Ich bin gesund, das System ist krank?

19. Juni 2012: Ich weiß, dass es eine Lesung meiner Texte gegeben hat. AK hat mir einen kleinen Bericht geschrieben. Ich weiß jetzt auch, dass ich gesund bin. So sagte es zumindest ein dort anwesender Therapeut.

Wissen Sie was? Es tröstet mich, wenn ich das höre, besser gesagt: wenn ich das lese! Ich denke fast jeden Tag, dass ich nicht gesund bin. Jetzt denke ich manchmal daran, gesund zu sein. Das System, in dem ich gearbeitet habe, ist wahrscheinlich krank. Und hat mich krank gemacht, seitdem ich dabei bin. Ein langsamer, schleichender Krankheitsprozess.

Hier im Erdhügel beginne ich zu gesunden. Fast genauso langsam. Was bedeuten müsste, mindestens zwanzig Jahr hier drin zu bleiben. Vielleicht sollte ich bei den documenta-Leuten um eine Verlängerung anklopfen? »Hallo, mein Name ist Hüter. Isabelle Hüter. Ich wohne immer noch im Kunstwerk von Song Dong und möchte Sie heute bitten, den Hügel stehen zu lassen. Ich brauche ihn einfach als Wohnraum. «

Wenn die documenta-Leute den Hügel abtragen wollen, bleibe ich einfach sitzen. Blockiere den Hügel, kämpfe um meinen Wohnraum. Ich habe doch so etwas wie ein Gewohnheitsrecht, oder?
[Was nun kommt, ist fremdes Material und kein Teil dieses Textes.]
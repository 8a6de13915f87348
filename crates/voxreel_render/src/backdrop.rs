use crate::error::{RenderError, Result};
use crate::text::TextPainter;
use image::codecs::jpeg::JpegEncoder;
use image::imageops::{self, FilterType};
use image::{Rgb, RgbImage, RgbaImage};
use std::io::{BufWriter, Write};
use std::path::Path;
use voxreel_core::report::Reporter;
use voxreel_core::settings::CanvasSize;

pub const JPEG_QUALITY: u8 = 95;

const AVATAR_SIZE: u32 = 200;
const AVATAR_TOP: i64 = 150;
const FONT_SIZE: f32 = 36.0;
const CORNER_MARGIN: i64 = 50;
const CORNER_TOP: i32 = 100;
const AUTHOR_FROM_BOTTOM: i32 = 150;
const WHITE: Rgb<u8> = Rgb([255, 255, 255]);

/// Text and imagery drawn on the still video background.
#[derive(Debug, Clone, Copy)]
pub struct BackdropContent<'a> {
    pub avatar: &'a Path,
    pub corner_text: &'a str,
    pub author: &'a str,
}

/// Render the still frame the video is built on: black canvas, round
/// avatar at the top, corner text at the top right and the author name
/// centered near the bottom.
///
/// An unreadable avatar only produces a warning; the frame is drawn without it.
pub fn render_background(
    painter: &TextPainter,
    content: &BackdropContent<'_>,
    size: CanvasSize,
    output: &Path,
    reporter: &dyn Reporter,
) -> Result<()> {
    let mut canvas = RgbImage::new(size.width, size.height);

    match circular_avatar(content.avatar, AVATAR_SIZE) {
        Ok(avatar) => {
            let x = (i64::from(size.width) - i64::from(AVATAR_SIZE)) / 2;
            paste_masked(&mut canvas, &avatar, x, AVATAR_TOP);
        }
        Err(e) => reporter.warn(&format!(
            "could not load avatar {}: {e}; drawing background without it",
            content.avatar.display()
        )),
    }

    let corner = painter.measure(content.corner_text, FONT_SIZE);
    let corner_x = i64::from(size.width) - i64::from(corner.width) - CORNER_MARGIN;
    painter.draw(
        &mut canvas,
        corner_x as i32,
        CORNER_TOP,
        content.corner_text,
        FONT_SIZE,
        WHITE,
    );

    let author = painter.measure(content.author, FONT_SIZE);
    let author_x = (i64::from(size.width) - i64::from(author.width)) / 2;
    painter.draw(
        &mut canvas,
        author_x as i32,
        size.height as i32 - AUTHOR_FROM_BOTTOM,
        content.author,
        FONT_SIZE,
        WHITE,
    );

    save_jpeg(&canvas, output)
}

/// Load an image and resize it to a `size`×`size` square with a circular
/// alpha mask.
pub(crate) fn circular_avatar(path: &Path, size: u32) -> Result<RgbaImage> {
    if !path.is_file() {
        return Err(RenderError::MissingAsset {
            what: "avatar",
            path: path.to_path_buf(),
        });
    }
    let source = image::open(path)?.to_rgba8();
    let mut avatar = imageops::resize(&source, size, size, FilterType::Lanczos3);

    let radius = size as f32 / 2.0;
    for (x, y, pixel) in avatar.enumerate_pixels_mut() {
        let dx = x as f32 + 0.5 - radius;
        let dy = y as f32 + 0.5 - radius;
        if dx * dx + dy * dy > radius * radius {
            pixel.0[3] = 0;
        } else {
            pixel.0[3] = 255;
        }
    }
    Ok(avatar)
}

/// Paste an RGBA image at (`x`, `y`), using its alpha channel as the mask.
pub(crate) fn paste_masked(canvas: &mut RgbImage, overlay: &RgbaImage, x: i64, y: i64) {
    let (cw, ch) = canvas.dimensions();
    for (ox, oy, src) in overlay.enumerate_pixels() {
        let px = x + i64::from(ox);
        let py = y + i64::from(oy);
        if px < 0 || py < 0 || px >= i64::from(cw) || py >= i64::from(ch) {
            continue;
        }
        let alpha = u16::from(src.0[3]);
        if alpha == 0 {
            continue;
        }
        let dst = canvas.get_pixel_mut(px as u32, py as u32);
        for c in 0..3 {
            dst.0[c] =
                ((u16::from(src.0[c]) * alpha + u16::from(dst.0[c]) * (255 - alpha) + 127) / 255)
                    as u8;
        }
    }
}

/// Write an RGB image as a JPEG, creating the parent directory if needed.
pub(crate) fn save_jpeg(image: &RgbImage, output: &Path) -> Result<()> {
    if let Some(parent) = output.parent().filter(|p| !p.as_os_str().is_empty()) {
        std::fs::create_dir_all(parent)?;
    }
    let file = std::fs::File::create(output)?;
    let mut writer = BufWriter::new(file);
    JpegEncoder::new_with_quality(&mut writer, JPEG_QUALITY).encode_image(image)?;
    writer.flush()?;
    Ok(())
}
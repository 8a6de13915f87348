use std::fmt;
use std::path::PathBuf;
use thiserror::Error;

/// Pipeline stage names used for error attribution and progress messages.
#[derive(Debug, Clone, Copy, PartialEq, Eq)]
pub enum Stage {
    Validate,
    Background,
    Cover,
    Subtitles,
    Encode,
}

impl fmt::Display for Stage {
    fn fmt(&self, f: &mut fmt::Formatter<'_>) -> fmt::Result {
        let name = match self {
            Stage::Validate => "validate",
            Stage::Background => "background",
            Stage::Cover => "cover",
            Stage::Subtitles => "subtitles",
            Stage::Encode => "encode",
        };
        f.write_str(name)
    }
}

#[derive(Debug, Error)]
pub enum RenderError {
    #[error("{what} not found: {}", path.display())]
    MissingAsset { what: &'static str, path: PathBuf },

    #[error("{stage} stage failed: {message}")]
    Stage { stage: Stage, message: String },

    #[error("ffmpeg exited with code {code:?}: {stderr}")]
    EncoderFailed { code: Option<i32>, stderr: String },

    #[error("ffmpeg not found")]
    EncoderNotFound,

    #[error("failed to execute ffprobe: {0}")]
    FfprobeExec(String),

    #[error("ffprobe failed: {0}")]
    FfprobeFailed(String),

    #[error("cancelled")]
    Cancelled,

    #[error("font error: {0}")]
    Font(String),

    #[error("image error: {0}")]
    Image(#[from] image::ImageError),

    #[error(transparent)]
    Core(#[from] voxreel_core::error::CoreError),

    #[error("IO error: {0}")]
    Io(#[from] std::io::Error),

    #[error("JSON error: {0}")]
    Json(#[from] serde_json::Error),
}

impl RenderError {
    pub fn stage(stage: Stage, err: impl fmt::Display) -> Self {
        RenderError::Stage {
            stage,
            message: err.to_string(),
        }
    }

    /// The pipeline stage this error is attributed to, if any.
    pub fn failed_stage(&self) -> Option<Stage> {
        match self {
            RenderError::MissingAsset { .. } => Some(Stage::Validate),
            RenderError::Stage { stage, .. } => Some(*stage),
            RenderError::EncoderFailed { .. } | RenderError::EncoderNotFound => {
                Some(Stage::Encode)
            }
            _ => None,
        }
    }
}

pub type Result<T> = std::result::Result<T, RenderError>;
Inzwischen habe ich meinen Frieden mit den Besuchern geschlossen. Mehr noch: Ich genieße ihre Anwesenheit, ihre Energie, ihren spielerischen Umgang mit dem Nichtstun und dem Tun. Bei einer Gruppe ist es oft so, dass einer gehen will. Die Anderen überreden ihn dann aber, noch ein wenig zu bleiben. Und dann bleiben alle. Der Doing Nothing Garden scheint zu sagen: »Verweile noch, Tu noch ein bisschen nichts. «

Manchmal bin ich den ganzen Tag draußen. Das ist sehr einfach, ich kann meine Wohnung zu jeder Tages- und Nachtszeit verlassen, so gut versteckt ist der Zugang (so, damit habe ich auch eine Frage bei der Lesung beantwortet – AK hat mir auch das mitgeteilt). Das war meine Bedingung damals.

Soviel sei verraten: Sie haben ja keine Ahnung, wie weit außerhalb meine Wohnungstür ist. Die documenta-Leute haben sich selbst übertroffen in der Architektur!

Über documenta

Über Briefe und Notizen erhält Andreas Knierim in unregelmässigen Abständen Nachrichten von "Isabelle Hüter". Sie bewohnt, nach eigenen Aussagen, das Kunstwerk von Song Dong "Doing Nothing Garden" auf der dOCUMENTA (13) auf der Karlsaue in Kassel.